▶ Data for this exercise

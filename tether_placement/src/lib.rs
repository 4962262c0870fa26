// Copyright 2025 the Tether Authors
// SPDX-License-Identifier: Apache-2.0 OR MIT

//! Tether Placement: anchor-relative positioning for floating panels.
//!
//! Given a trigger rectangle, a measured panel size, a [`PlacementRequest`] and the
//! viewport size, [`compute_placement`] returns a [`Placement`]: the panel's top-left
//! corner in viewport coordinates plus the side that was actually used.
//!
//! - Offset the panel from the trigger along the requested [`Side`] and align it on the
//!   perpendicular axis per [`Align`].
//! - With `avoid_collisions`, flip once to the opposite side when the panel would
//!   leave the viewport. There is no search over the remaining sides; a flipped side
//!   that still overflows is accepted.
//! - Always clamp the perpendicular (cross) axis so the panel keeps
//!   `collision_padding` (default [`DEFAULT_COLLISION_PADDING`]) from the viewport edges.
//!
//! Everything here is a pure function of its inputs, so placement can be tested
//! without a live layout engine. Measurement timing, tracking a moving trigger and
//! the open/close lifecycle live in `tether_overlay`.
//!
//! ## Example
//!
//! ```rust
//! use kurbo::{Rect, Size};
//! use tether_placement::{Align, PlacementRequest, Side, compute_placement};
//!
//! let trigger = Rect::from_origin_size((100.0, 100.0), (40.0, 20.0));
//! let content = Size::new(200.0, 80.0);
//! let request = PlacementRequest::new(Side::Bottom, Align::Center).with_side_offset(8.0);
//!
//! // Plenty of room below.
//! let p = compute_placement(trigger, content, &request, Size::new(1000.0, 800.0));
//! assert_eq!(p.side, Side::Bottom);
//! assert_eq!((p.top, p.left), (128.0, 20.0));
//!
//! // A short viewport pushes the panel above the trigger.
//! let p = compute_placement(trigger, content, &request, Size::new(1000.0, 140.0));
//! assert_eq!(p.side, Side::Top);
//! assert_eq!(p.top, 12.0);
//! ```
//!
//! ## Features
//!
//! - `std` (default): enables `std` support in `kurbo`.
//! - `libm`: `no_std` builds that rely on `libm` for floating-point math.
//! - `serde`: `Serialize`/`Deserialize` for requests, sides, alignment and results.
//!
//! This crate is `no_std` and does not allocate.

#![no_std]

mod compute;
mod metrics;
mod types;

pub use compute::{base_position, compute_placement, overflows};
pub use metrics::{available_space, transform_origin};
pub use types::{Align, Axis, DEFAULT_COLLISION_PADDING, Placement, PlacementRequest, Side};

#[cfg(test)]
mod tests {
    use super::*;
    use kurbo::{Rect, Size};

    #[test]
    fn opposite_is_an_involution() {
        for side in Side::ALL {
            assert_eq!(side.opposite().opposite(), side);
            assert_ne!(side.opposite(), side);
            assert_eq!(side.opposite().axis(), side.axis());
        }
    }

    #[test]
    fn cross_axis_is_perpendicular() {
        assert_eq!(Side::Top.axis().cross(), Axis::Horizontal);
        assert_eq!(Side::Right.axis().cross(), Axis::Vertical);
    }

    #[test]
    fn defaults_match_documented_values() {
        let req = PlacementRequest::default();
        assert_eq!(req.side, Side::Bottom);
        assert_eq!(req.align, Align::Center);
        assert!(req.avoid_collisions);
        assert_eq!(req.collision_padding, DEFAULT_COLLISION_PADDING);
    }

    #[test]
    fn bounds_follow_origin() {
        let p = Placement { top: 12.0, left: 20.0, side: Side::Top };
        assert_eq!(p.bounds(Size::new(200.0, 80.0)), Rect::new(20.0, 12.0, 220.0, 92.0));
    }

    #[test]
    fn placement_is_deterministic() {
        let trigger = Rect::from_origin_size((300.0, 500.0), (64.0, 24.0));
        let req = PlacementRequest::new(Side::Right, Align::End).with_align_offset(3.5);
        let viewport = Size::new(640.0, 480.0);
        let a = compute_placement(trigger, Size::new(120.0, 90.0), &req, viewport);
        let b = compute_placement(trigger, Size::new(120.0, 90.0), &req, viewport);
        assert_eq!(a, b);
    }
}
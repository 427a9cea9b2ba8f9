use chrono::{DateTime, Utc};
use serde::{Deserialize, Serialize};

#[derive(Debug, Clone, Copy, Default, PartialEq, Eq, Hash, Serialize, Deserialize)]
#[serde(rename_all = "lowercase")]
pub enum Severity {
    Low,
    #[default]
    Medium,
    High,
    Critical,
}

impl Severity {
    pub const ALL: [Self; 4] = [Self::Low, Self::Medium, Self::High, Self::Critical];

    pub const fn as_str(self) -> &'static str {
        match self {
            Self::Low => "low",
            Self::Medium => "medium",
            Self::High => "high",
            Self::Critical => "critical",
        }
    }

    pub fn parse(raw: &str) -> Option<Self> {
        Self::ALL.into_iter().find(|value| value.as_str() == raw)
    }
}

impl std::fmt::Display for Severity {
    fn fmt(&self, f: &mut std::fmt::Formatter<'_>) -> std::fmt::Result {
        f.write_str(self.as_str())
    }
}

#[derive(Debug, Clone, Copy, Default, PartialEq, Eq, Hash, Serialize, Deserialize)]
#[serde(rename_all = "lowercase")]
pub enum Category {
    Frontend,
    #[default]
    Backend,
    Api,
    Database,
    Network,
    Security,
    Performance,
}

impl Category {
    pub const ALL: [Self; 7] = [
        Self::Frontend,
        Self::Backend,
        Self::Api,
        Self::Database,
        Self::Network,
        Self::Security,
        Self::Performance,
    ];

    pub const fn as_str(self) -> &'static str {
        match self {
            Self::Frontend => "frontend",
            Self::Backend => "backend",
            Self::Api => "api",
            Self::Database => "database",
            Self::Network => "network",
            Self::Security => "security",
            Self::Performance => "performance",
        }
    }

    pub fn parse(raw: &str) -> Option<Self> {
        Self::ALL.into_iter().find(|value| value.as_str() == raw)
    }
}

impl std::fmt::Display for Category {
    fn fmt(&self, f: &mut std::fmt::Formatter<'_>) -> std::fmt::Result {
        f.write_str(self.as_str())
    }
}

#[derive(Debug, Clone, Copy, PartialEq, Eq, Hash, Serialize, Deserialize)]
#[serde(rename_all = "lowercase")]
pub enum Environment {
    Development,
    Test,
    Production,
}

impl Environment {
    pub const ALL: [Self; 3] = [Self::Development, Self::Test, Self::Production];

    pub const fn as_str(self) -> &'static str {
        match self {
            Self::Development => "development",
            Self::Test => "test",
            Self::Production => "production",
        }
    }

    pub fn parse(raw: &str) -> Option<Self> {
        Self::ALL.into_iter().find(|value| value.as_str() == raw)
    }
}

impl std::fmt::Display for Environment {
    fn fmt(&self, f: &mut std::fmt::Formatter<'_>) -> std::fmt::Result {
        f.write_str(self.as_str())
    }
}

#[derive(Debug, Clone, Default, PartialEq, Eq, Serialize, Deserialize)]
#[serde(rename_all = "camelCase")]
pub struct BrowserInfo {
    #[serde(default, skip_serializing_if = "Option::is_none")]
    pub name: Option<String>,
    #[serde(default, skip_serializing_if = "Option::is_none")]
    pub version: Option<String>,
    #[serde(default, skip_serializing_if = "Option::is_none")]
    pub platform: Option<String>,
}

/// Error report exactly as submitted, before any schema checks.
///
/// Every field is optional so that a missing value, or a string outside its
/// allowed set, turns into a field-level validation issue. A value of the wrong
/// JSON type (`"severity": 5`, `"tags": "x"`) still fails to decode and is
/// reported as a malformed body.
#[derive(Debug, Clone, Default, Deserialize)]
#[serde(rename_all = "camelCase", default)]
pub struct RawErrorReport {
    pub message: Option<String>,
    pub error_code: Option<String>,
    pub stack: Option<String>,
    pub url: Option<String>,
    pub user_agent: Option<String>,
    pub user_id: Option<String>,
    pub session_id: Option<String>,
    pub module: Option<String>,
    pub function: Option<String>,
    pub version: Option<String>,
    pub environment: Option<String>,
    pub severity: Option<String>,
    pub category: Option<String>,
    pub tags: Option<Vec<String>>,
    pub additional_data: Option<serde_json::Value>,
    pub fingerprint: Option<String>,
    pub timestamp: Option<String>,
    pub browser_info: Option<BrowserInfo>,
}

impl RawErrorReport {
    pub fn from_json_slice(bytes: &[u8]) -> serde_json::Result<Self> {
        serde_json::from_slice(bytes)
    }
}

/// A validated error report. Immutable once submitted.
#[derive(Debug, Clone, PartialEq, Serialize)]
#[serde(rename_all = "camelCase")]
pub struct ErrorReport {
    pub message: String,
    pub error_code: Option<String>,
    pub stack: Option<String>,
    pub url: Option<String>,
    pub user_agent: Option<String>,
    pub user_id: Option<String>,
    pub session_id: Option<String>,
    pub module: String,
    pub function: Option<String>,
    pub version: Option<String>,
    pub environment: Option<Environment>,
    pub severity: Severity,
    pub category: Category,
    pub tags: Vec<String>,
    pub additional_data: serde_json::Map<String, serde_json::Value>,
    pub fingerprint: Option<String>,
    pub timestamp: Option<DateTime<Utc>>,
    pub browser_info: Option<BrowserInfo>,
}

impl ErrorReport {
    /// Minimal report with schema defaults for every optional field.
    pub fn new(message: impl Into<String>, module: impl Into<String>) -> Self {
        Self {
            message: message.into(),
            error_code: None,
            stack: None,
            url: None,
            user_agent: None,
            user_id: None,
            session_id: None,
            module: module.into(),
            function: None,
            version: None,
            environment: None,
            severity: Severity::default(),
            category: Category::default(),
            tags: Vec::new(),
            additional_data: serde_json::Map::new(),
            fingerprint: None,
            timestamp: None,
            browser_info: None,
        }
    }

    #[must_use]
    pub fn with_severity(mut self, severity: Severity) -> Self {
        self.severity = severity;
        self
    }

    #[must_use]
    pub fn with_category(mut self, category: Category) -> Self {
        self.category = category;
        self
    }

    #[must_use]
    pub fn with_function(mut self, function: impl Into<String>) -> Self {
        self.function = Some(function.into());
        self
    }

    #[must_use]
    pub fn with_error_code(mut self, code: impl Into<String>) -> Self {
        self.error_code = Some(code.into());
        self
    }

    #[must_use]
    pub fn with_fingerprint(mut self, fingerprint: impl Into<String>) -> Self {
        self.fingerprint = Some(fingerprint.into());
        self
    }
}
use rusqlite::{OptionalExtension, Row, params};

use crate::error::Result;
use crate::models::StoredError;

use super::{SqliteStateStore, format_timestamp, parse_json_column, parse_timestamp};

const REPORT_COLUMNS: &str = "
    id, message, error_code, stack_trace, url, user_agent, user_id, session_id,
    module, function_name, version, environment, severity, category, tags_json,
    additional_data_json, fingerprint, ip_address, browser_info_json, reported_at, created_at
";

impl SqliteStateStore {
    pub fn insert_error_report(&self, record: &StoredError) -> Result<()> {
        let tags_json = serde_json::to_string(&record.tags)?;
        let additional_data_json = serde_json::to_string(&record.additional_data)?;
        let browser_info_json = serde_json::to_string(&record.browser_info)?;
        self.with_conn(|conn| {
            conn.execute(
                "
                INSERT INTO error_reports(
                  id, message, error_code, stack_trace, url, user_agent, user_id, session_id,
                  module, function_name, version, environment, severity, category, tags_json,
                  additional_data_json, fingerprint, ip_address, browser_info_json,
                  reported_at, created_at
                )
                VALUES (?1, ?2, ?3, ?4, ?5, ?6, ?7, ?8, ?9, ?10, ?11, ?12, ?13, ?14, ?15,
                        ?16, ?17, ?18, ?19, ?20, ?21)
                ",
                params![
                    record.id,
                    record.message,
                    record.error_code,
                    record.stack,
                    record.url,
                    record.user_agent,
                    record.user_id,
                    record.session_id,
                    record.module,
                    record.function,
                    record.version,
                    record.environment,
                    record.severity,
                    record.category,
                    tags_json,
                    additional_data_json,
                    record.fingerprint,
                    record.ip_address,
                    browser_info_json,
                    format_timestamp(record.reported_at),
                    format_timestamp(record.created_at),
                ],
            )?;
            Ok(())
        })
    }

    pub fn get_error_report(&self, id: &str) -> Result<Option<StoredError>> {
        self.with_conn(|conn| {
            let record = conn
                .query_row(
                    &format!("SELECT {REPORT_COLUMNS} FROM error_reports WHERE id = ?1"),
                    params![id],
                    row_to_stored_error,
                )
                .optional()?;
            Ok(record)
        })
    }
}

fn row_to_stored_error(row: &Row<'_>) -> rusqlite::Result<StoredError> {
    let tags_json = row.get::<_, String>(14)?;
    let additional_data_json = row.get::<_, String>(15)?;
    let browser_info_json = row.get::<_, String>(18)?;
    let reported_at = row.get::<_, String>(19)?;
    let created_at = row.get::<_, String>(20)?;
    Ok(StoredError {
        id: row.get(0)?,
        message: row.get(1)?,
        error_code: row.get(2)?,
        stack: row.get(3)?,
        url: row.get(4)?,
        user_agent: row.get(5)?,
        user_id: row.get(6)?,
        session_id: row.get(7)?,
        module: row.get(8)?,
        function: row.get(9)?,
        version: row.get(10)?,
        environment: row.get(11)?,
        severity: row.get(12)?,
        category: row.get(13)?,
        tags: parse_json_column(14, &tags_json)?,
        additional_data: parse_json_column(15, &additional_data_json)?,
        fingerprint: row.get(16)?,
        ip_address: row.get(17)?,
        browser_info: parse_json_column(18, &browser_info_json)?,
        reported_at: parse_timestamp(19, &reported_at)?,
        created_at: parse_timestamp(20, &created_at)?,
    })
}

▶ Action item
All lines that contain the word "Performance" must be copied from the records above.

▶ Your response
    Performance,
        Self::Performance,
            Self::Performance => "performance",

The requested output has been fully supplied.